# Work item
Copy the lines below exactly. Start at the first and finish with the line containing "pub fn scan(&mut".
======== Given records ========
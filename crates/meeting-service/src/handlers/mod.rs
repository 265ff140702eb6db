//! HTTP request handlers for the meeting service.

pub mod health;
pub mod meetings;
pub mod metrics;

pub use health::{health_check, readiness_check};
pub use meetings::{
    add_attendees, create_meeting, delete_meeting, get_meeting, join_meeting, list_meetings_admin,
    meeting_stats, my_meetings, remove_attendee, update_meeting, upcoming_meetings,
};
pub use metrics::metrics_handler;
use chrono::Utc;

use crate::models::{HeadingSpan, OutlineEntry, ScanReport, VisibilitySample};

use super::config::OutlineConfig;
use super::scan::assign_ids;
use super::tracker::ActiveSectionTracker;

#[derive(Debug, Clone, Copy, PartialEq, Eq)]
pub enum OutlinePhase {
    Unscanned,
    Observing,
    TornDown,
}

/// Per-document outline lifecycle: scan once at mount, observe while the
/// document is on screen, tear down once at unmount. Ids exist before any
/// observation can land, and every call is total; out-of-phase calls are
/// inert rather than errors.
#[derive(Debug)]
pub struct DocumentOutliner {
    config: OutlineConfig,
    document: String,
    phase: OutlinePhase,
    entries: Vec<OutlineEntry>,
    tracker: ActiveSectionTracker,
    report: Option<ScanReport>,
}

impl DocumentOutliner {
    #[must_use]
    pub fn new(document: impl Into<String>, config: OutlineConfig) -> Self {
        Self {
            config,
            document: document.into(),
            phase: OutlinePhase::Unscanned,
            entries: Vec::new(),
            tracker: ActiveSectionTracker::default(),
            report: None,
        }
    }

    /// Runs id assignment over the document's headings and starts observing.
    /// A repeat scan while observing returns the existing outline unchanged;
    /// a scan after teardown yields an empty outline.
    pub fn scan(&mut self, headings: &[HeadingSpan]) -> &[OutlineEntry] {
        if self.phase != OutlinePhase::Unscanned {
            return &self.entries;
        }

        let outcome = assign_ids(headings, &self.config);
        self.report = Some(ScanReport {
            document: self.document.clone(),
            heading_count: outcome.entries.len(),
            collisions: outcome.collisions,
            fallbacks: outcome.fallbacks,
            scroll_margin_px: self.config.scroll_margin_px,
            scanned_at: Utc::now(),
        });
        self.tracker =
            ActiveSectionTracker::new(outcome.entries.iter().map(|entry| entry.id.clone()));
        self.entries = outcome.entries;
        self.phase = OutlinePhase::Observing;
        &self.entries
    }

    /// Feeds one visibility batch. Ignored outside the observing phase.
    pub fn observe(&mut self, samples: &[VisibilitySample]) -> Option<&str> {
        if self.phase != OutlinePhase::Observing {
            return None;
        }
        self.tracker.observe(samples)
    }

    #[must_use]
    pub fn active_id(&self) -> Option<&str> {
        if self.phase != OutlinePhase::Observing {
            return None;
        }
        self.tracker.active_id()
    }

    /// Releases everything the matching scan registered. Idempotent; later
    /// scans and observations stay inert.
    pub fn teardown(&mut self) {
        if self.phase == OutlinePhase::TornDown {
            return;
        }
        self.phase = OutlinePhase::TornDown;
        self.entries.clear();
        self.tracker = ActiveSectionTracker::default();
        self.report = None;
    }

    #[must_use]
    pub fn outline(&self) -> &[OutlineEntry] {
        &self.entries
    }

    #[must_use]
    pub fn scan_report(&self) -> Option<&ScanReport> {
        self.report.as_ref()
    }

    #[must_use]
    pub fn phase(&self) -> OutlinePhase {
        self.phase
    }
}
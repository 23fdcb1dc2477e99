use chrono::{DateTime, Utc};
use serde::{Deserialize, Serialize};

#[derive(Debug, Clone, Serialize, Deserialize)]
pub struct FilterTrace {
    pub trace_id: String,
    pub query: String,
    pub category: String,
    pub candidate_count: usize,
    pub kept_by_category: usize,
    pub matched_exact: usize,
    pub matched_overlap: usize,
    pub latency_ms: u128,
}

#[derive(Debug, Clone, Serialize, Deserialize)]
pub struct ScanReport {
    pub document: String,
    pub heading_count: usize,
    pub collisions: usize,
    pub fallbacks: usize,
    pub scroll_margin_px: u32,
    pub scanned_at: DateTime<Utc>,
}
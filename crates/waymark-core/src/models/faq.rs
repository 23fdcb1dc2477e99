use serde::{Deserialize, Serialize};

use crate::models::trace::FilterTrace;

#[derive(Debug, Clone, Serialize, Deserialize)]
pub struct QaRecord {
    pub id: u64,
    pub question: String,
    #[serde(default)]
    pub answer: Answer,
    #[serde(default)]
    pub category: Option<String>,
    #[serde(default)]
    pub popularity: i64,
}

/// Plain-text answers participate in matching and in the plain-text
/// projection; rich answers are carried through untouched and contribute
/// nothing to either.
#[derive(Debug, Clone, Serialize, Deserialize)]
#[serde(untagged)]
pub enum Answer {
    Text(String),
    Rich(serde_json::Value),
}

impl Default for Answer {
    fn default() -> Self {
        Self::Text(String::new())
    }
}

impl QaRecord {
    #[must_use]
    pub fn answer_text(&self) -> Option<&str> {
        match &self.answer {
            Answer::Text(text) => Some(text.as_str()),
            Answer::Rich(_) => None,
        }
    }
}

#[derive(Debug, Clone, Serialize, Deserialize)]
pub struct FilterRequest {
    pub query: String,
    #[serde(default = "default_category")]
    pub category: String,
    #[serde(default)]
    pub limit: Option<usize>,
}

impl Default for FilterRequest {
    fn default() -> Self {
        Self {
            query: String::new(),
            category: default_category(),
            limit: None,
        }
    }
}

fn default_category() -> String {
    "all".to_string()
}

#[derive(Debug, Clone, Serialize, Deserialize)]
pub struct FilterOutcome {
    pub hits: Vec<QaRecord>,
    pub trace: FilterTrace,
}

#[derive(Debug, Clone, Serialize, Deserialize, PartialEq, Eq)]
pub struct QaPair {
    pub question: String,
    pub answer: String,
}

/// The (question, plain answer) projection an external structured-data
/// formatter consumes. Records with rich answers are skipped.
#[must_use]
pub fn plain_text_pairs(records: &[QaRecord]) -> Vec<QaPair> {
    records
        .iter()
        .filter_map(|record| {
            record.answer_text().map(|answer| QaPair {
                question: record.question.clone(),
                answer: answer.to_string(),
            })
        })
        .collect()
}
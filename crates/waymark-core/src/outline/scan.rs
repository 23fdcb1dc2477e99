use std::collections::HashSet;

use crate::models::{HeadingSpan, OutlineEntry};
use crate::text::slug_candidate;

use super::config::OutlineConfig;

#[derive(Debug, Clone, Default)]
pub struct ScanOutcome {
    pub entries: Vec<OutlineEntry>,
    pub collisions: usize,
    pub fallbacks: usize,
}

/// Assigns an id to every heading in document order. Pre-assigned ids are
/// kept verbatim but still registered, so later derived ids cannot shadow
/// them. A heading with no sluggable text gets `section-<pos>` (1-indexed);
/// a colliding derived id gets the heading's position appended.
#[must_use]
pub fn assign_ids(headings: &[HeadingSpan], config: &OutlineConfig) -> ScanOutcome {
    let mut outcome = ScanOutcome::default();
    let mut taken = HashSet::<String>::new();

    for (index, heading) in headings.iter().enumerate() {
        let position = index + 1;
        let id = match heading.id.as_deref() {
            Some(preassigned) => preassigned.to_string(),
            None => derive_id(&heading.text, position, config, &taken, &mut outcome),
        };
        taken.insert(id.clone());

        let label = if heading.text.trim().is_empty() {
            format!("Section {position}")
        } else {
            heading.text.clone()
        };
        outcome.entries.push(OutlineEntry {
            id,
            label,
            level: heading.level,
        });
    }

    outcome
}

fn derive_id(
    text: &str,
    position: usize,
    config: &OutlineConfig,
    taken: &HashSet<String>,
    outcome: &mut ScanOutcome,
) -> String {
    let candidate = slug_candidate(text, config.max_slug_chars);
    let id = if candidate.is_empty() {
        outcome.fallbacks += 1;
        format!("section-{position}")
    } else {
        candidate
    };

    if !taken.contains(&id) {
        return id;
    }
    outcome.collisions += 1;

    let mut deduped = format!("{id}-{position}");
    // Distinct positions keep derived suffixes apart; only a pre-assigned id
    // can still collide here, so extend until the finite set clears.
    let mut round = 2usize;
    while taken.contains(&deduped) {
        deduped = format!("{id}-{position}-{round}");
        round += 1;
    }
    deduped
}
use crate::error::{Result, WaymarkError};
use crate::filter::FilterConfig;
use crate::outline::OutlineConfig;

mod env;

const ENV_FILTER_MIN_TOKEN_CHARS: &str = "WAYMARK_FILTER_MIN_TOKEN_CHARS";
const ENV_FILTER_OVERLAP_RATIO: &str = "WAYMARK_FILTER_OVERLAP_RATIO";
const ENV_OUTLINE_MAX_SLUG_CHARS: &str = "WAYMARK_OUTLINE_MAX_SLUG_CHARS";
const ENV_OUTLINE_MIN_LEVEL: &str = "WAYMARK_OUTLINE_MIN_LEVEL";
const ENV_OUTLINE_MAX_LEVEL: &str = "WAYMARK_OUTLINE_MAX_LEVEL";
const ENV_OUTLINE_SCROLL_MARGIN_PX: &str = "WAYMARK_OUTLINE_SCROLL_MARGIN_PX";

#[derive(Debug, Clone, Default)]
pub struct AppConfig {
    pub filter: FilterConfig,
    pub outline: OutlineConfig,
}

impl AppConfig {
    pub fn from_env() -> Result<Self> {
        Ok(Self {
            filter: FilterConfig::from_env(),
            outline: OutlineConfig::from_env()?,
        })
    }
}

impl FilterConfig {
    #[must_use]
    fn from_env() -> Self {
        let defaults = Self::default();
        Self {
            min_token_chars: env::read_env_usize(
                ENV_FILTER_MIN_TOKEN_CHARS,
                defaults.min_token_chars,
                0,
            ),
            overlap_ratio: env::read_env_f32(ENV_FILTER_OVERLAP_RATIO)
                .filter(|ratio| (0.0..=1.0).contains(ratio))
                .unwrap_or(defaults.overlap_ratio),
        }
    }
}

impl OutlineConfig {
    fn from_env() -> Result<Self> {
        let defaults = Self::default();
        let (min_level, max_level) = resolve_level_bounds(
            env::read_env_u8(ENV_OUTLINE_MIN_LEVEL),
            env::read_env_u8(ENV_OUTLINE_MAX_LEVEL),
        )?;
        Ok(Self {
            max_slug_chars: env::read_env_usize(
                ENV_OUTLINE_MAX_SLUG_CHARS,
                defaults.max_slug_chars,
                1,
            ),
            min_level,
            max_level,
            scroll_margin_px: env::read_env_u32(ENV_OUTLINE_SCROLL_MARGIN_PX)
                .unwrap_or(defaults.scroll_margin_px),
        })
    }
}

fn resolve_level_bounds(min_raw: Option<u8>, max_raw: Option<u8>) -> Result<(u8, u8)> {
    let defaults = OutlineConfig::default();
    let min_level = min_raw
        .filter(|level| (1..=6).contains(level))
        .unwrap_or(defaults.min_level);
    let max_level = max_raw
        .filter(|level| (1..=6).contains(level))
        .unwrap_or(defaults.max_level);
    if min_level > max_level {
        return Err(WaymarkError::Validation(format!(
            "invalid outline level bounds: {ENV_OUTLINE_MIN_LEVEL}={min_level} exceeds {ENV_OUTLINE_MAX_LEVEL}={max_level}"
        )));
    }
    Ok((min_level, max_level))
}
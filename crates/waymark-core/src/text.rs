#[must_use]
pub fn normalize_query(raw: &str) -> String {
    raw.trim().to_lowercase()
}

/// Splits a raw query into match tokens: lowercased, whitespace-separated,
/// with tokens of `min_token_chars` characters or fewer dropped. Repeated
/// tokens are kept; each occurrence counts toward the overlap majority.
#[must_use]
pub fn tokenize_query(raw: &str, min_token_chars: usize) -> Vec<String> {
    normalize_query(raw)
        .split_whitespace()
        .filter(|token| token.chars().count() > min_token_chars)
        .map(ToString::to_string)
        .collect()
}

/// Derives a slug candidate from heading text: lowercase, keep only ASCII
/// lowercase letters, digits, whitespace, and hyphens, then join whitespace
/// runs with single hyphens and clip to `max_chars`. Returns an empty string
/// when nothing survives; the caller substitutes a positional fallback.
#[must_use]
pub fn slug_candidate(text: &str, max_chars: usize) -> String {
    let mut kept = String::with_capacity(text.len());
    for c in text.to_lowercase().chars() {
        if c.is_ascii_lowercase() || c.is_ascii_digit() || c.is_whitespace() || c == '-' {
            kept.push(c);
        }
    }

    let joined = kept.split_whitespace().collect::<Vec<_>>().join("-");
    let clipped = match joined.char_indices().nth(max_chars) {
        Some((clip_idx, _)) => &joined[..clip_idx],
        None => joined.as_str(),
    };
    clipped.trim_end_matches('-').to_string()
}
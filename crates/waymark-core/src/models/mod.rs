mod faq;
mod outline;
mod trace;

pub use faq::{Answer, FilterOutcome, FilterRequest, QaPair, QaRecord, plain_text_pairs};
pub use outline::{HeadingSpan, OutlineEntry, VisibilitySample};
pub use trace::{FilterTrace, ScanReport};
========
# Solution to this problem
filename crates/meeting-service/src/handlers/mod.rs
repository 265ff140702eb6db
//! HTTP request handlers for the meeting service.

pub mod health;
pub mod meetings;
pub mod metrics;

pub use health::{health_check, readiness_check};
pub use meetings::{
    add_attendees, create_meeting, delete_meeting, get_meeting, join_meeting, list_meetings_admin,
    meeting_stats, my_meetings, remove_attendee, update_meeting, upcoming_meetings,
};
pub use metrics::metrics_handler;
use chrono::Utc;

use crate::models::{HeadingSpan, OutlineEntry, ScanReport, VisibilitySample};

use super::config::OutlineConfig;
use super::scan::assign_ids;
use super::tracker::ActiveSectionTracker;

#[derive(Debug, Clone, Copy, PartialEq, Eq)]
pub enum OutlinePhase {
    Unscanned,
    Observing,
    TornDown,
}

/// Per-document outline lifecycle: scan once at mount, observe while the
/// document is on screen, tear down once at unmount. Ids exist before any
/// observation can land, and every call is total; out-of-phase calls are
/// inert rather than errors.
#[derive(Debug)]
pub struct DocumentOutliner {
    config: OutlineConfig,
    document: String,
    phase: OutlinePhase,
    entries: Vec<OutlineEntry>,
    tracker: ActiveSectionTracker,
    report: Option<ScanReport>,
}

impl DocumentOutliner {
    #[must_use]
    pub fn new(document: impl Into<String>, config: OutlineConfig) -> Self {
        Self {
            config,
            document: document.into(),
            phase: OutlinePhase::Unscanned,
            entries: Vec::new(),
            tracker: ActiveSectionTracker::default(),
            report: None,
        }
    }

    /// Runs id assignment over the document's headings and starts observing.
    /// A repeat scan while observing returns the existing outline unchanged;
    /// a scan after teardown yields an empty outline.
    pub fn scan(&mut self, headings: &[HeadingSpan]) -> &[OutlineEntry] {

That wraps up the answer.